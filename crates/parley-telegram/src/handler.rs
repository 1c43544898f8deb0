// SPDX-FileCopyrightText: 2026 Parley Contributors
// SPDX-License-Identifier: MIT OR Apache-2.0

//! Update filtering and conversion.
//!
//! Decides whether an incoming Telegram update is addressed to the bot and
//! converts it into a channel-agnostic [`InboundMessage`].

use chrono::Utc;
use parley_core::MessageId;
use parley_core::types::{
    ButtonAction, ChatId, ChatKind, InboundContent, InboundMessage, PaymentReceipt, Sender,
    UserId, UserProfile,
};
use teloxide::types::{CallbackQuery, Chat, Message, PreCheckoutQuery, SuccessfulPayment, User};

/// Checks whether the sender may talk to the bot.
///
/// An empty `allowed_users` list admits everyone. Entries match the user
/// id or the username, with or without a leading `@`. Updates without a
/// sender are never authorized.
pub fn is_authorized(user: Option<&User>, allowed_users: &[String]) -> bool {
    let Some(user) = user else {
        return false;
    };
    if allowed_users.is_empty() {
        return true;
    }

    let user_id = user.id.0.to_string();
    allowed_users.iter().any(|allowed| {
        if *allowed == user_id {
            return true;
        }
        let allowed = allowed.strip_prefix('@').unwrap_or(allowed);
        user.username
            .as_deref()
            .is_some_and(|username| username.eq_ignore_ascii_case(allowed))
    })
}

pub fn chat_kind(chat: &Chat) -> ChatKind {
    match chat.is_private() {
        true => ChatKind::Private,
        false => ChatKind::Group,
    }
}

/// The text of a message if it is addressed to the bot.
///
/// Private messages and commands always are. Other group messages must
/// start with `trigger` (case-insensitive), which is stripped.
pub fn addressed_text(text: &str, kind: ChatKind, trigger: &str) -> Option<String> {
    let text = text.trim();
    if kind == ChatKind::Private || text.starts_with('/') {
        return Some(text.to_string());
    }
    strip_prefix_ignore_case(text, trigger.trim()).map(str::to_string)
}

fn strip_prefix_ignore_case<'a>(text: &'a str, prefix: &str) -> Option<&'a str> {
    if prefix.is_empty() {
        return None;
    }
    let split = text
        .char_indices()
        .nth(prefix.chars().count())
        .map_or(text.len(), |(idx, _)| idx);
    let (head, rest) = text.split_at(split);
    (head.to_lowercase() == prefix.to_lowercase()).then(|| rest.trim())
}

pub fn sender(user: &User) -> Sender {
    Sender {
        id: UserId(user.id.0 as i64),
        profile: UserProfile {
            first_name: Some(user.first_name.clone()).filter(|name| !name.is_empty()),
            last_name: user.last_name.clone(),
            username: user.username.clone(),
        },
    }
}

pub fn payment_receipt(payment: &SuccessfulPayment) -> PaymentReceipt {
    PaymentReceipt {
        payload: payment.invoice_payload.clone(),
        currency: payment.currency.to_string(),
        total_amount: i64::from(payment.total_amount),
        charge_id: format!("{:?}", payment.telegram_payment_charge_id),
    }
}

/// Content of a text or payment message, `None` when the bot should
/// stay silent. Voice notes are handled by [`crate::media`].
pub fn message_content(msg: &Message, group_trigger: &str) -> Option<InboundContent> {
    if let Some(payment) = msg.successful_payment() {
        return Some(InboundContent::PaymentSucceeded(payment_receipt(payment)));
    }
    let text = msg.text()?;
    addressed_text(text, chat_kind(&msg.chat), group_trigger).map(InboundContent::Text)
}

/// Wraps message content into an [`InboundMessage`]. `None` without a sender.
pub fn to_inbound(msg: &Message, content: InboundContent) -> Option<InboundMessage> {
    let user = msg.from.as_ref()?;
    Some(InboundMessage {
        id: MessageId(msg.id.0.to_string()),
        chat_id: ChatId(msg.chat.id.0),
        chat_kind: chat_kind(&msg.chat),
        sender: sender(user),
        content,
        timestamp: msg.date,
    })
}

/// Converts an inline keyboard press. Unknown callback data and presses
/// on messages the bot can no longer see are dropped.
pub fn callback_inbound(query: &CallbackQuery) -> Option<InboundMessage> {
    let action = ButtonAction::decode(query.data.as_deref()?)?;
    let message = query.message.as_ref()?;
    let chat = message.chat();
    let message_id = MessageId(message.id().0.to_string());

    Some(InboundMessage {
        id: message_id.clone(),
        chat_id: ChatId(chat.id.0),
        chat_kind: chat_kind(chat),
        sender: sender(&query.from),
        content: InboundContent::Button {
            action,
            message_id: Some(message_id),
        },
        timestamp: Utc::now(),
    })
}

/// Only invoices for the configured package may be paid.
pub fn pre_checkout_accepted(query: &PreCheckoutQuery, package_payload: &str) -> bool {
    query.invoice_payload == package_payload
}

*TASK ITEM*. Repeat the material exactly, please, so that each line matches its source.

*OUTPUT OF THE TASK*.
filename crates/parley-telegram/src/handler.rs
repository 1c43544898f8deb0
// SPDX-FileCopyrightText: 2026 Parley Contributors
// SPDX-License-Identifier: MIT OR Apache-2.0

//! Update filtering and conversion.
//!
//! Decides whether an incoming Telegram update is addressed to the bot and
//! converts it into a channel-agnostic [`InboundMessage`].

use chrono::Utc;
use parley_core::MessageId;
use parley_core::types::{
    ButtonAction, ChatId, ChatKind, InboundContent, InboundMessage, PaymentReceipt, Sender,
    UserId, UserProfile,
};
use teloxide::types::{CallbackQuery, Chat, Message, PreCheckoutQuery, SuccessfulPayment, User};

/// Checks whether the sender may talk to the bot.
///
/// An empty `allowed_users` list admits everyone. Entries match the user
/// id or the username, with or without a leading `@`. Updates without a
/// sender are never authorized.
pub fn is_authorized(user: Option<&User>, allowed_users: &[String]) -> bool {
    let Some(user) = user else {
        return false;
    };
    if allowed_users.is_empty() {
        return true;
    }

    let user_id = user.id.0.to_string();
    allowed_users.iter().any(|allowed| {
        if *allowed == user_id {
            return true;
        }
        let allowed = allowed.strip_prefix('@').unwrap_or(allowed);
        user.username
            .as_deref()
            .is_some_and(|username| username.eq_ignore_ascii_case(allowed))
    })
}

pub fn chat_kind(chat: &Chat) -> ChatKind {
    match chat.is_private() {
        true => ChatKind::Private,
        false => ChatKind::Group,
    }
}

/// The text of a message if it is addressed to the bot.
///
/// Private messages and commands always are. Other group messages must
/// start with `trigger` (case-insensitive), which is stripped.
pub fn addressed_text(text: &str, kind: ChatKind, trigger: &str) -> Option<String> {
    let text = text.trim();
    if kind == ChatKind::Private || text.starts_with('/') {
        return Some(text.to_string());
    }
    strip_prefix_ignore_case(text, trigger.trim()).map(str::to_string)
}

fn strip_prefix_ignore_case<'a>(text: &'a str, prefix: &str) -> Option<&'a str> {
    if prefix.is_empty() {
        return None;
    }
    let split = text
        .char_indices()
        .nth(prefix.chars().count())
        .map_or(text.len(), |(idx, _)| idx);
    let (head, rest) = text.split_at(split);
    (head.to_lowercase() == prefix.to_lowercase()).then(|| rest.trim())
}

pub fn sender(user: &User) -> Sender {
    Sender {
        id: UserId(user.id.0 as i64),
        profile: UserProfile {
            first_name: Some(user.first_name.clone()).filter(|name| !name.is_empty()),
            last_name: user.last_name.clone(),
            username: user.username.clone(),
        },
    }
}

pub fn payment_receipt(payment: &SuccessfulPayment) -> PaymentReceipt {
    PaymentReceipt {
        payload: payment.invoice_payload.clone(),
        currency: payment.currency.to_string(),
        total_amount: i64::from(payment.total_amount),
        charge_id: format!("{:?}", payment.telegram_payment_charge_id),
    }
}

/// Content of a text or payment message, `None` when the bot should
/// stay silent. Voice notes are handled by [`crate::media`].
pub fn message_content(msg: &Message, group_trigger: &str) -> Option<InboundContent> {
    if let Some(payment) = msg.successful_payment() {
        return Some(InboundContent::PaymentSucceeded(payment_receipt(payment)));
    }
    let text = msg.text()?;
    addressed_text(text, chat_kind(&msg.chat), group_trigger).map(InboundContent::Text)
}

/// Wraps message content into an [`InboundMessage`]. `None` without a sender.
pub fn to_inbound(msg: &Message, content: InboundContent) -> Option<InboundMessage> {
    let user = msg.from.as_ref()?;
    Some(InboundMessage {
        id: MessageId(msg.id.0.to_string()),
        chat_id: ChatId(msg.chat.id.0),
        chat_kind: chat_kind(&msg.chat),
        sender: sender(user),
        content,
        timestamp: msg.date,
    })
}

/// Converts an inline keyboard press. Unknown callback data and presses
/// on messages the bot can no longer see are dropped.
pub fn callback_inbound(query: &CallbackQuery) -> Option<InboundMessage> {
    let action = ButtonAction::decode(query.data.as_deref()?)?;
    let message = query.message.as_ref()?;
    let chat = message.chat();
    let message_id = MessageId(message.id().0.to_string());

    Some(InboundMessage {
        id: message_id.clone(),
        chat_id: ChatId(chat.id.0),
        chat_kind: chat_kind(chat),
        sender: sender(&query.from),
        content: InboundContent::Button {
            action,
            message_id: Some(message_id),
        },
        timestamp: Utc::now(),
    })
}

/// Only invoices for the configured package may be paid.
pub fn pre_checkout_accepted(query: &PreCheckoutQuery, package_payload: &str) -> bool {
    query.invoice_payload == package_payload
}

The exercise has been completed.